### WHAT YOU WILL DO
Go through the entries below and return every line that contains "SendReceipt".

### DATA
_ _ _ _

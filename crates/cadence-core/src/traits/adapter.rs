// SPDX-FileCopyrightText: 2026 Cadence Contributors
// SPDX-License-Identifier: MIT OR Apache-2.0

//! Base adapter trait that all collaborators implement.

use async_trait::async_trait;

use crate::error::CadenceError;
use crate::types::{AdapterType, HealthStatus};

/// The base trait for every Cadence collaborator.
///
/// Provides identity and a health check used by `cadence serve` at startup.
#[async_trait]
pub trait PluginAdapter: Send + Sync + 'static {
    /// Returns the human-readable name of this adapter instance.
    fn name(&self) -> &str;

    /// Returns the kind of collaborator this adapter implements.
    fn adapter_type(&self) -> AdapterType;

    /// Performs a health check and returns the adapter's current status.
    async fn health_check(&self) -> Result<HealthStatus, CadenceError> {
        Ok(HealthStatus::Healthy)
    }
}
// SPDX-FileCopyrightText: 2026 Cadence Contributors
// SPDX-License-Identifier: MIT OR Apache-2.0

//! Database connection management with PRAGMA setup, WAL mode, and migrations.
//!
//! All reads and writes are serialized through tokio-rusqlite's single
//! background thread. Do NOT create additional Connection instances for writes.

use std::path::Path;

use cadence_core::CadenceError;
use tracing::{debug, info};

use crate::migrations;

/// Handle to the engine's SQLite database.
pub struct Database {
    conn: tokio_rusqlite::Connection,
}

impl Database {
    /// Open (creating if needed) the database at `path`, apply PRAGMAs, and
    /// run pending migrations.
    pub async fn open(path: &str, wal_mode: bool) -> Result<Self, CadenceError> {
        if let Some(parent) = Path::new(path).parent()
            && !parent.as_os_str().is_empty()
        {
            std::fs::create_dir_all(parent).map_err(|e| CadenceError::Storage {
                source: Box::new(e),
            })?;
        }

        // Migrations run once on a short-lived synchronous connection before
        // the background writer thread takes over.
        {
            let mut conn = rusqlite::Connection::open(path).map_err(|e| CadenceError::Storage {
                source: Box::new(e),
            })?;
            apply_pragmas(&conn, wal_mode).map_err(|e| CadenceError::Storage {
                source: Box::new(e),
            })?;
            migrations::run_migrations(&mut conn)?;
        }

        let conn = tokio_rusqlite::Connection::open(path)
            .await
            .map_err(|e| CadenceError::Storage {
                source: Box::new(e),
            })?;
        conn.call(move |conn| -> Result<(), rusqlite::Error> { apply_pragmas(conn, wal_mode) })
            .await
            .map_err(map_tr_err)?;

        info!(path, wal_mode, "database opened");
        Ok(Self { conn })
    }

    /// The single serialized connection.
    pub fn connection(&self) -> &tokio_rusqlite::Connection {
        &self.conn
    }

    /// Checkpoint the WAL so the main database file is self-contained.
    pub async fn checkpoint(&self) -> Result<(), CadenceError> {
        self.conn
            .call(|conn| -> Result<(), rusqlite::Error> {
                conn.execute_batch("PRAGMA wal_checkpoint(TRUNCATE);")?;
                Ok(())
            })
            .await
            .map_err(map_tr_err)?;
        debug!("WAL checkpoint complete");
        Ok(())
    }
}

fn apply_pragmas(conn: &rusqlite::Connection, wal_mode: bool) -> Result<(), rusqlite::Error> {
    if wal_mode {
        conn.pragma_update(None, "journal_mode", "WAL")?;
    }
    conn.pragma_update(None, "synchronous", "NORMAL")?;
    conn.pragma_update(None, "foreign_keys", "ON")?;
    conn.busy_timeout(std::time::Duration::from_secs(5))?;
    Ok(())
}

/// Convert a tokio-rusqlite error into the engine's storage error.
pub(crate) fn map_tr_err(e: tokio_rusqlite::Error<rusqlite::Error>) -> CadenceError {
    CadenceError::Storage {
        source: Box::new(e),
    }
}
// SPDX-FileCopyrightText: 2026 Cadence Contributors
// SPDX-License-Identifier: MIT OR Apache-2.0

//! Events fed into the orchestrator loop alongside the tick.

use cadence_config::model::OrchestratorConfig;
use cadence_core::{LeadId, OperatingMode, PresenceSample, TaskId};
use tokio::sync::mpsc;

/// Something that happened outside the engine.
#[derive(Debug, Clone, PartialEq)]
pub enum OrchestratorEvent {
    /// A presence observation from the messaging network.
    Presence(PresenceSample),
    /// A reply received from a lead.
    Inbound { lead_id: LeadId, message: String },
    /// A human approved an awaiting task.
    Confirm(TaskId),
    /// A human rejected a task.
    SkipTask { task_id: TaskId, reason: String },
    SetMode(OperatingMode),
    StartNurturing(LeadId),
    DisableNurturing(LeadId),
    ClearHalt(LeadId),
}

/// Bounded channel sized by `orchestrator.event_buffer`.
pub fn event_channel(
    config: &OrchestratorConfig,
) -> (
    mpsc::Sender<OrchestratorEvent>,
    mpsc::Receiver<OrchestratorEvent>,
) {
    mpsc::channel(config.event_buffer.max(1))
}
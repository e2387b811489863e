// SPDX-FileCopyrightText: 2026 Cadence Contributors
// SPDX-License-Identifier: MIT OR Apache-2.0

//! Per-lead conversation state queries.

use cadence_core::{CadenceError, ConversationState, LeadId};
use rusqlite::params;

use crate::database::{map_tr_err, Database};
use crate::sql;

pub async fn get(
    db: &Database,
    lead_id: &LeadId,
) -> Result<Option<ConversationState>, CadenceError> {
    let lead_id = lead_id.0.clone();
    db.connection()
        .call(move |conn| -> Result<Option<ConversationState>, rusqlite::Error> {
            let result = conn.query_row(
                "SELECT lead_id, current_strategy, last_business_attempt_at, last_casual_attempt_at, \
                 consecutive_no_reply_count, sentiment_trend, unhandled_purchase_signal, \
                 last_reply_at, halted_reason \
                 FROM conversation_state WHERE lead_id = ?1",
                params![lead_id],
                |row| {
                    Ok(ConversationState {
                        lead_id: LeadId(row.get(0)?),
                        current_strategy: sql::get_opt_enum(row, 1)?,
                        last_business_attempt_at: sql::get_opt_ts(row, 2)?,
                        last_casual_attempt_at: sql::get_opt_ts(row, 3)?,
                        consecutive_no_reply_count: row.get(4)?,
                        sentiment_trend: row.get(5)?,
                        unhandled_purchase_signal: row.get(6)?,
                        last_reply_at: sql::get_opt_ts(row, 7)?,
                        halted_reason: row.get(8)?,
                    })
                },
            );
            match result {
                Ok(state) => Ok(Some(state)),
                Err(rusqlite::Error::QueryReturnedNoRows) => Ok(None),
                Err(e) => Err(e),
            }
        })
        .await
        .map_err(map_tr_err)
}

/// Insert or replace the lead's conversation state.
pub async fn put(db: &Database, state: &ConversationState) -> Result<(), CadenceError> {
    let state = state.clone();
    db.connection()
        .call(move |conn| -> Result<(), rusqlite::Error> {
            conn.execute(
                "INSERT OR REPLACE INTO conversation_state (lead_id, current_strategy, \
                 last_business_attempt_at, last_casual_attempt_at, consecutive_no_reply_count, \
                 sentiment_trend, unhandled_purchase_signal, last_reply_at, halted_reason) \
                 VALUES (?1, ?2, ?3, ?4, ?5, ?6, ?7, ?8, ?9)",
                params![
                    state.lead_id.0,
                    state.current_strategy.map(|s| s.to_string()),
                    sql::opt_ts(&state.last_business_attempt_at),
                    sql::opt_ts(&state.last_casual_attempt_at),
                    state.consecutive_no_reply_count,
                    state.sentiment_trend,
                    state.unhandled_purchase_signal,
                    sql::opt_ts(&state.last_reply_at),
                    state.halted_reason,
                ],
            )?;
            Ok(())
        })
        .await
        .map_err(map_tr_err)
}
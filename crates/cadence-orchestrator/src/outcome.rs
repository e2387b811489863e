// SPDX-FileCopyrightText: 2026 Cadence Contributors
// SPDX-License-Identifier: MIT OR Apache-2.0

//! Applying task results to engine state. Callers hold the lead lock.

use cadence_core::{
    CadenceError, ConversationState, ConversationType, EntryId, EntryStatus, FollowUpEntry,
    GeneratedContent, Lead, LeadPatch, NotificationKind, NotificationPriority, SendReceipt, Task,
    TaskStatus,
};
use cadence_fatigue::FatigueDecision;
use chrono::{DateTime, Utc};
use tracing::{debug, error, info, warn};

use crate::orchestrator::Orchestrator;
use crate::reasons;

#[derive(Debug, Clone, Copy, PartialEq, Eq)]
pub(crate) enum FailureKind {
    /// Transient or timed out. A retry entry is scheduled while attempts remain.
    Retryable,
    /// Banned. The lead is halted until cleared by hand.
    Fatal,
    /// Anything else. Nurturing continues at the normal cadence.
    Permanent,
    /// Confirmation TTL passed. Already warned; continues at the normal cadence.
    Expired,
}

#[derive(Debug, Clone, PartialEq, Eq)]
pub(crate) struct Failure {
    pub(crate) reason: String,
    pub(crate) kind: FailureKind,
}

impl Failure {
    pub(crate) fn permanent(reason: impl Into<String>) -> Self {
        Self {
            reason: reason.into(),
            kind: FailureKind::Permanent,
        }
    }

    pub(crate) fn retryable(reason: impl Into<String>) -> Self {
        Self {
            reason: reason.into(),
            kind: FailureKind::Retryable,
        }
    }

    pub(crate) fn expired(reason: impl Into<String>) -> Self {
        Self {
            reason: reason.into(),
            kind: FailureKind::Expired,
        }
    }
}

impl From<&CadenceError> for Failure {
    fn from(err: &CadenceError) -> Self {
        let kind = match err {
            CadenceError::Transient { .. } | CadenceError::Timeout { .. } => FailureKind::Retryable,
            CadenceError::Fatal { .. } => FailureKind::Fatal,
            _ => FailureKind::Permanent,
        };
        Self {
            reason: err.reason(),
            kind,
        }
    }
}

impl Orchestrator {
    /// Record a confirmed send. The only path that touches fatigue.
    pub(crate) async fn apply_success(
        &self,
        mut task: Task,
        lead: Lead,
        content: GeneratedContent,
        receipt: SendReceipt,
        at: DateTime<Utc>,
    ) -> Result<(), CadenceError> {
        let inner = &self.inner;
        let lead = inner
            .collaborators
            .leads
            .get(&lead.id)
            .await?
            .unwrap_or(lead);

        inner.fatigue.record_contact(&lead, at).await?;

        let mut conversation = self.conversation(&lead.id).await?;
        conversation.record_attempt(task.conversation_type, at);
        conversation.consecutive_no_reply_count += 1;
        if task.conversation_type == ConversationType::Business {
            conversation.unhandled_purchase_signal = false;
        }
        inner.store.put_conversation(&conversation).await?;

        task.status = TaskStatus::Completed;
        task.content = Some(content);
        task.message_id = Some(receipt.message_id.clone());
        task.reason = Some(reasons::SENT.into());
        task.updated_at = at;
        inner.store.update_task(&task).await?;
        self.close_entry(&task.entry_id, EntryStatus::Completed, reasons::SENT, at)
            .await?;

        if lead.nurturing_active() && conversation.halted_reason.is_none() {
            self.re_arm_after(&lead, &conversation, task.conversation_type, task.urgent, at)
                .await?;
        }

        let mut stats = lead.stats.clone();
        stats.contacts_sent += 1;
        stats.last_contact_at = Some(at);
        self.patch_after_outcome(&lead, stats).await?;

        info!(
            lead_id = %lead.id,
            task_id = %task.id,
            message_id = receipt.message_id.as_str(),
            conversation_type = %task.conversation_type,
            "contact sent"
        );
        Ok(())
    }

    /// Record a failed task. Fatigue is never touched here.
    pub(crate) async fn apply_failure(
        &self,
        mut task: Task,
        lead: Option<Lead>,
        failure: Failure,
        at: DateTime<Utc>,
    ) -> Result<(), CadenceError> {
        let inner = &self.inner;
        task.status = TaskStatus::Failed;
        task.reason = Some(failure.reason.clone());
        task.updated_at = at;
        inner.store.update_task(&task).await?;
        let entry = self
            .close_entry(&task.entry_id, EntryStatus::Failed, &failure.reason, at)
            .await?;

        warn!(
            lead_id = %task.lead_id,
            task_id = %task.id,
            reason = failure.reason.as_str(),
            "task failed"
        );

        let Some(lead) = lead else {
            return Ok(());
        };
        let mut stats = lead.stats.clone();
        if failure.kind != FailureKind::Expired {
            stats.failed_contacts += 1;
        }

        if failure.kind == FailureKind::Fatal {
            self.halt(&lead, &failure.reason, at).await?;
            let patch = LeadPatch {
                stats: Some(stats),
                ..LeadPatch::default()
            };
            inner.collaborators.leads.update(&lead.id, patch).await?;
            return Ok(());
        }

        let conversation = self.conversation(&lead.id).await?;
        if lead.nurturing_active() && conversation.halted_reason.is_none() {
            match entry {
                Some(entry)
                    if failure.kind == FailureKind::Retryable
                        && entry.attempts < inner.config.max_attempts =>
                {
                    let retry_at = at + inner.config.retry_delay();
                    inner.scheduler.schedule_retry(&entry, retry_at, at).await?;
                    info!(
                        lead_id = %lead.id,
                        attempts = entry.attempts,
                        retry_at = %retry_at,
                        "retry scheduled"
                    );
                }
                _ => {
                    if failure.kind != FailureKind::Expired {
                        inner.collaborators.notifier.notify(
                            NotificationKind::Warning,
                            NotificationPriority::Normal,
                            serde_json::json!({
                                "event": "follow-up-failed",
                                "lead_id": lead.id,
                                "task_id": task.id,
                                "reason": failure.reason,
                            }),
                        );
                    }
                    self.re_arm_after(&lead, &conversation, task.conversation_type, false, at)
                        .await?;
                }
            }
        }

        self.patch_after_outcome(&lead, stats).await
    }

    /// Hold back a task whose lead stopped being contactable after the task
    /// was built. Nothing is sent and fatigue is untouched; the follow-up
    /// comes back once the lead is allowed again.
    pub(crate) async fn hold_for_fatigue(
        &self,
        mut task: Task,
        lead: &Lead,
        decision: FatigueDecision,
        at: DateTime<Utc>,
    ) -> Result<Task, CadenceError> {
        let inner = &self.inner;
        let reason = decision
            .reason
            .unwrap_or_else(|| reasons::NOT_CONTACTABLE.into());
        task.status = TaskStatus::Skipped;
        task.reason = Some(reason.clone());
        task.updated_at = at;
        inner.store.update_task(&task).await?;
        self.close_entry(&task.entry_id, EntryStatus::Skipped, &reason, at)
            .await?;

        let conversation = self.conversation(&lead.id).await?;
        if lead.nurturing_active() && conversation.halted_reason.is_none() {
            match decision.next_allowed_at {
                Some(next) => {
                    inner
                        .scheduler
                        .re_arm(&lead.id, task.conversation_type, next, at)
                        .await?;
                }
                None => {
                    self.re_arm_after(lead, &conversation, task.conversation_type, false, at)
                        .await?;
                }
            }
        }
        self.sync_next_follow_up(&lead.id).await?;

        warn!(
            lead_id = %lead.id,
            task_id = %task.id,
            reason = reason.as_str(),
            next_allowed_at = ?decision.next_allowed_at,
            "task held back, lead no longer contactable"
        );
        Ok(task)
    }

    /// Stop all scheduling for a lead after a fatal transport error.
    async fn halt(&self, lead: &Lead, reason: &str, at: DateTime<Utc>) -> Result<(), CadenceError> {
        let inner = &self.inner;
        let mut conversation = self.conversation(&lead.id).await?;
        conversation.halted_reason = Some(reason.to_string());
        inner.store.put_conversation(&conversation).await?;

        let cleared = inner
            .scheduler
            .clear_for_lead(&lead.id, reasons::LEAD_HALTED, at)
            .await?;

        let patch = LeadPatch {
            is_nurturing: Some(false),
            next_follow_up_at: Some(None),
            flagged_reason: Some(Some(reason.to_string())),
            ..LeadPatch::default()
        };
        inner.collaborators.leads.update(&lead.id, patch).await?;

        inner.collaborators.notifier.notify(
            NotificationKind::Warning,
            NotificationPriority::High,
            serde_json::json!({
                "event": "lead-halted",
                "lead_id": lead.id,
                "reason": reason,
            }),
        );
        error!(
            lead_id = %lead.id,
            reason,
            cleared_entries = cleared,
            "lead halted, scheduling stopped until cleared"
        );
        Ok(())
    }

    /// Schedule the next follow-up one cadence after `at`.
    pub(crate) async fn re_arm_after(
        &self,
        lead: &Lead,
        conversation: &ConversationState,
        last_type: ConversationType,
        urgent: bool,
        at: DateTime<Utc>,
    ) -> Result<(), CadenceError> {
        let inner = &self.inner;
        let next_at = at + inner.selector.cadence(last_type, urgent);
        let Some(decision) = inner.selector.select_for_lead(lead, conversation, next_at) else {
            warn!(lead_id = %lead.id, "no allowed channel, follow-up not re-armed");
            return Ok(());
        };
        let entry = inner
            .scheduler
            .re_arm(&lead.id, decision.conversation_type, next_at, at)
            .await?;
        debug!(
            lead_id = %lead.id,
            entry_id = %entry.id,
            scheduled_at = %entry.scheduled_at,
            "next follow-up armed"
        );
        Ok(())
    }

    /// Close an entry if it is still open. Entries cleared in the meantime
    /// (nurturing disabled, lead halted) yield `None`.
    pub(crate) async fn close_entry(
        &self,
        entry_id: &EntryId,
        status: EntryStatus,
        reason: &str,
        at: DateTime<Utc>,
    ) -> Result<Option<FollowUpEntry>, CadenceError> {
        let scheduler = &self.inner.scheduler;
        let result = match status {
            EntryStatus::Completed => scheduler.complete(entry_id, at).await,
            EntryStatus::Skipped => scheduler.skip(entry_id, reason, at).await,
            EntryStatus::Failed => scheduler.fail(entry_id, reason, at).await,
            EntryStatus::Pending | EntryStatus::Ready => {
                return Err(CadenceError::Internal(format!(
                    "cannot close entry {entry_id} as {status}"
                )));
            }
        };
        match result {
            Ok(entry) => Ok(Some(entry)),
            Err(CadenceError::NotFound { .. }) => {
                debug!(entry_id = %entry_id, "entry already closed");
                Ok(None)
            }
            Err(e) => Err(e),
        }
    }

    async fn patch_after_outcome(
        &self,
        lead: &Lead,
        stats: cadence_core::LeadStats,
    ) -> Result<(), CadenceError> {
        let next = self.inner.scheduler.next_follow_up(&lead.id).await?;
        let patch = LeadPatch {
            stats: Some(stats),
            next_follow_up_at: Some(next),
            ..LeadPatch::default()
        };
        self.inner.collaborators.leads.update(&lead.id, patch).await?;
        Ok(())
    }
}

#[cfg(test)]
mod tests {
    use super::*;
    use cadence_core::SendError;

    #[test]
    fn failure_kinds_follow_error_taxonomy() {
        let banned: CadenceError = SendError::Banned("spam".into()).into();
        assert_eq!(Failure::from(&banned).kind, FailureKind::Fatal);

        let limited: CadenceError = SendError::RateLimited.into();
        assert_eq!(Failure::from(&limited).kind, FailureKind::Retryable);

        let timeout = CadenceError::Timeout {
            operation: "send",
            duration: std::time::Duration::from_secs(15),
        };
        let failure = Failure::from(&timeout);
        assert_eq!(failure.kind, FailureKind::Retryable);
        assert_eq!(failure.reason, "send-timeout");

        let rejected = CadenceError::Internal("generation rejected: policy".into());
        assert_eq!(Failure::from(&rejected).kind, FailureKind::Permanent);
    }
}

_ _ _ _

### RESULT OF THE EXERCISE
    GeneratedContent, Lead, LeadPatch, NotificationKind, NotificationPriority, SendReceipt, Task,
        receipt: SendReceipt,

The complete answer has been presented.